De facto, foi a mesma aspiração de justiça que congregou para uma luta comum, em diferentes palcos, os povos de ambos os países, contra um regime que oprimia e suprimia as liberdades cívicas, amputando o seu direito à liberdade e à independência.

Ultrapassada a desconfiança herdada da distorção e desigualdade das relações coloniais e suplantada a distopia da guerra, o processo de paz veio favorecer o aprofundamento de um trabalho conjunto, em registo de reciprocidade.

A força da comunidade histórica entre os dois países origina trocas intensas e fluxos permanentes de pessoas. O elevado número de nacionais de qualquer dos países que fixaram residência no território do outro e que nele exercem actividade; as situações de famílias repartidas entre dois territórios; os múltiplos negócios transnacionais geram amiúde necessidades de cooperação entre os tribunais, os sistemas de investigação criminal, os sistemas prisionais e de reinserção, os sistemas registrais.

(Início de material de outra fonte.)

//! Shared helpers for notebooklet implementations: host resolution and
//! enrichment, alert fetching, and cloud resource API lookups.

pub mod alert;
pub mod azure;
pub mod host;
pub mod iptools;

/// Names of the provider queries the notebooklets run.
pub mod queries {
    /// Event records used to resolve a host name.
    pub const HOST_EVENTS: &str = "host_events";
    /// Latest agent heartbeat per host.
    pub const HEARTBEAT: &str = "heartbeat";
    /// Azure network topology records.
    pub const AZ_NETWORK_ANALYTICS: &str = "az_network_analytics";
    /// Alerts related to an entity.
    pub const RELATED_ALERTS: &str = "related_alerts";
    /// Investigation bookmarks related to an entity.
    pub const ENTITY_BOOKMARKS: &str = "entity_bookmarks";
    /// Logon events for an account.
    pub const ACCOUNT_LOGONS: &str = "account_logons";
}
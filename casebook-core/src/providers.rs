//! Data provider seams and the per-session composition point.
//!
//! Notebooklets never talk to a backend directly: they receive a
//! [`DataProviders`] handle bundling the query provider, optional
//! enrichment providers, the session options, and the display sink.
//! [`StaticQueryProvider`] serves canned tables for tests and demos.

use std::collections::{BTreeMap, HashMap};
use std::sync::Arc;
use tracing::warn;

use crate::display::{NotebookDisplay, NotebookOutput, StdoutDisplay};
use crate::error::ProviderError;
use crate::options::{NotebookOptions, SharedOptions};
use crate::timespan::Timespan;
use crate::types::TableData;

/// Filter parameters for a named query.
pub type QueryArgs = BTreeMap<String, String>;

/// A provider executing named, time-bounded queries against an analytics
/// store.
pub trait QueryProvider: Send + Sync {
    /// Names of the queries this provider supports.
    fn query_names(&self) -> Vec<String>;

    fn has_query(&self, name: &str) -> bool {
        self.query_names().iter().any(|q| q == name)
    }

    /// Run a named query bounded by `timespan`, filtered by `args`.
    fn run_query(
        &self,
        name: &str,
        timespan: &Timespan,
        args: &QueryArgs,
    ) -> Result<TableData, ProviderError>;
}

/// A provider returning cloud resource metadata from a management API.
/// Absence of this provider is a normal, supported configuration.
pub trait AzureDataProvider: Send + Sync {
    fn subscription_info(&self, subscription_id: &str)
        -> Result<serde_json::Value, ProviderError>;

    fn resource_details(
        &self,
        subscription_id: &str,
        resource_id: &str,
    ) -> Result<serde_json::Value, ProviderError>;
}

/// A provider resolving observables (IP addresses, domains) against
/// threat-intelligence feeds. Like the Azure resource API, this provider
/// is optional and its absence disables the enrichment that needs it.
pub trait TiLookupProvider: Send + Sync {
    /// Look up a batch of observables, returning one table of hits.
    fn lookup_iocs(&self, observables: &[String]) -> Result<TableData, ProviderError>;
}

/// Name of the query provider slot.
pub const PROVIDER_QUERY: &str = "query";
/// Name of the Azure resource API provider slot.
pub const PROVIDER_AZURE_DATA: &str = "azure_data";
/// Name of the threat-intelligence lookup provider slot.
pub const PROVIDER_TI_LOOKUP: &str = "ti_lookup";

const KNOWN_PROVIDERS: &[&str] = &[PROVIDER_QUERY, PROVIDER_AZURE_DATA, PROVIDER_TI_LOOKUP];

/// The injected collaborators for an analysis session.
#[derive(Clone)]
pub struct DataProviders {
    query_provider: Arc<dyn QueryProvider>,
    azure_data: Option<Arc<dyn AzureDataProvider>>,
    ti_lookup: Option<Arc<dyn TiLookupProvider>>,
    options: SharedOptions,
    display: Arc<dyn NotebookDisplay>,
}

impl DataProviders {
    pub fn new(query_provider: Arc<dyn QueryProvider>) -> Self {
        Self {
            query_provider,
            azure_data: None,
            ti_lookup: None,
            options: NotebookOptions::shared(),
            display: Arc::new(StdoutDisplay),
        }
    }

    pub fn with_azure_data(mut self, provider: Arc<dyn AzureDataProvider>) -> Self {
        self.azure_data = Some(provider);
        self
    }

    pub fn with_ti_lookup(mut self, provider: Arc<dyn TiLookupProvider>) -> Self {
        self.ti_lookup = Some(provider);
        self
    }

    pub fn with_options(mut self, options: SharedOptions) -> Self {
        self.options = options;
        self
    }

    pub fn with_display(mut self, display: Arc<dyn NotebookDisplay>) -> Self {
        self.display = display;
        self
    }

    pub fn query_provider(&self) -> &Arc<dyn QueryProvider> {
        &self.query_provider
    }

    pub fn azure_data(&self) -> Option<&Arc<dyn AzureDataProvider>> {
        self.azure_data.as_ref()
    }

    pub fn ti_lookup(&self) -> Option<&Arc<dyn TiLookupProvider>> {
        self.ti_lookup.as_ref()
    }

    pub fn options(&self) -> SharedOptions {
        self.options.clone()
    }

    /// An option-gated output writer bound to this session's sink.
    pub fn output(&self) -> NotebookOutput {
        NotebookOutput::new(self.display.clone(), self.options.clone())
    }

    /// Names of the provider slots currently filled.
    pub fn provider_names(&self) -> Vec<&'static str> {
        let mut names = vec![PROVIDER_QUERY];
        if self.azure_data.is_some() {
            names.push(PROVIDER_AZURE_DATA);
        }
        if self.ti_lookup.is_some() {
            names.push(PROVIDER_TI_LOOKUP);
        }
        names
    }

    /// Split a required-provider list into (missing, unknown) names.
    pub fn has_required_providers(&self, required: &[String]) -> (Vec<String>, Vec<String>) {
        let loaded = self.provider_names();
        let mut missing = Vec::new();
        let mut unknown = Vec::new();
        for name in required {
            if !KNOWN_PROVIDERS.contains(&name.as_str()) {
                unknown.push(name.clone());
            } else if !loaded.contains(&name.as_str()) {
                missing.push(name.clone());
            }
        }
        (missing, unknown)
    }

    /// Verify the providers a notebooklet requires. Missing providers are
    /// an error; unknown names in the requirement list are logged only.
    pub fn require(&self, required: &[String], notebooklet: &str) -> Result<(), ProviderError> {
        let (missing, unknown) = self.has_required_providers(required);
        if !unknown.is_empty() {
            warn!(
                notebooklet = %notebooklet,
                providers = ?unknown,
                "Unknown provider names in requirement list"
            );
        }
        if let Some(name) = missing.into_iter().next() {
            return Err(ProviderError::MissingProvider {
                name,
                notebooklet: notebooklet.to_string(),
            });
        }
        Ok(())
    }
}

impl std::fmt::Debug for DataProviders {
    fn fmt(&self, f: &mut std::fmt::Formatter<'_>) -> std::fmt::Result {
        f.debug_struct("DataProviders")
            .field("providers", &self.provider_names())
            .finish()
    }
}

/// A query provider serving canned tables, for tests and demos.
///
/// Each query name maps to a table and optionally to a filter: when a
/// registered filter's argument is present in the query args, rows are
/// restricted to those whose column equals the argument value
/// (case-insensitive).
#[derive(Default)]
pub struct StaticQueryProvider {
    tables: HashMap<String, TableData>,
    filters: HashMap<String, (String, String)>,
}

impl StaticQueryProvider {
    pub fn new() -> Self {
        Self::default()
    }

    /// Register a canned table for a query name.
    pub fn with_table(mut self, query: &str, table: TableData) -> Self {
        self.tables.insert(query.to_string(), table);
        self
    }

    /// Register a canned table filtered by `arg` against `column`.
    pub fn with_filtered_table(
        mut self,
        query: &str,
        table: TableData,
        arg: &str,
        column: &str,
    ) -> Self {
        self.filters
            .insert(query.to_string(), (arg.to_string(), column.to_string()));
        self.with_table(query, table)
    }
}

impl QueryProvider for StaticQueryProvider {
    fn query_names(&self) -> Vec<String> {
        let mut names: Vec<String> = self.tables.keys().cloned().collect();
        names.sort();
        names
    }

    fn run_query(
        &self,
        name: &str,
        _timespan: &Timespan,
        args: &QueryArgs,
    ) -> Result<TableData, ProviderError> {
        let table = self
            .tables
            .get(name)
            .ok_or_else(|| ProviderError::UnknownQuery {
                name: name.to_string(),
            })?;
        if let Some((arg, column)) = self.filters.get(name) {
            if let Some(wanted) = args.get(arg) {
                return Ok(table.filter_rows(column, |v| {
                    v.as_str().is_some_and(|s| s.eq_ignore_ascii_case(wanted))
                }));
            }
        }
        Ok(table.clone())
    }
}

Portugal e Angola mantiveram sempre um registo de partilha de informação, e de conhecimento, nos planos jurídico e judiciário, mesmo em tempos de guerra.

Mas a paz melhorou essa experiência, garantindo a continuidade dos processos relacionais e dando espaço ao aprofundamento do conhecimento recíproco, identificando afinidades e favorecendo o respeito pelas idiossincrasias de cada um dos países.

Em 1995, os dois Estados celebraram um extenso Protocolo de Cooperação Jurídica e Judiciária, envolvendo matéria civil e penal, registos e notariado, cooperação técnica jurídica e documental.

É, porém, possível afirmar que os canais de cooperação operaram sempre, independentemente da existência de instrumentos de formalização; e que, por vezes, os instrumentos de formalização - normalmente protocolos de cooperação - surgiram impulsionados por movimentos colaborativos pré-existentes.

Ambos os países identificaram precocemente, como crítico, o segmento da qualificação de quadros e apostaram na cooperação como um caminho virtuoso, potenciador da aquisição de conhecimento diferenciado e de melhoria da capacidade de acção.

Em Portugal, o Centro de Estudos Judiciários e a Procuradoria-Geral da República promoveram acções de formação específicas para grupos de magistrados judiciais e de magistrados do Ministério Público angolanos.

Posteriormente, a criação do INEJ aprofundou ainda mais a cooperação interinstitucional no domínio da formação.

Com a paz, veio o reforço da cooperação na área dos Registos e Notariado, com o desenvolvimento de um ambicioso projecto de desmaterialização em matéria de registos e da prática de actos "na hora".

É também desse tempo a colaboração em matéria de concepção da organização dos espaços de registo e do início da desmaterialização dos processos judiciais.

A cooperação faz-se com rostos e forja-se na confiança na resposta recíproca. Todos estes anos de trabalho geraram laços de conhecimento e inter-ajuda, sedimentaram o respeito mútuo e instituíram os dois países como uma grande família de direito, alicerçada nos valores da Democracia e do Estado de Direito.

As visitas de Estado dos Presidentes de Portugal e de Angola e do chefe do Governo de Portugal deram um novo fôlego aos processos de cooperação nos diferentes domínios da justiça - da cooperação judiciária e policial à medicina legal, passando pelos serviços prisionais e de reinserção -, o que responsabiliza ainda mais intensamente as instituições judiciárias dos dois Estados na defesa das instituições democráticas e na construção de um futuro de paz e de liberdade.

* Na semana em que se celebram 18 anos de Paz, o Novo Jornal convidou personalidades com origem e ligações afectivas e profissionais a Angola, como Francisca Van Dunem, nascida em Luanda em 1955.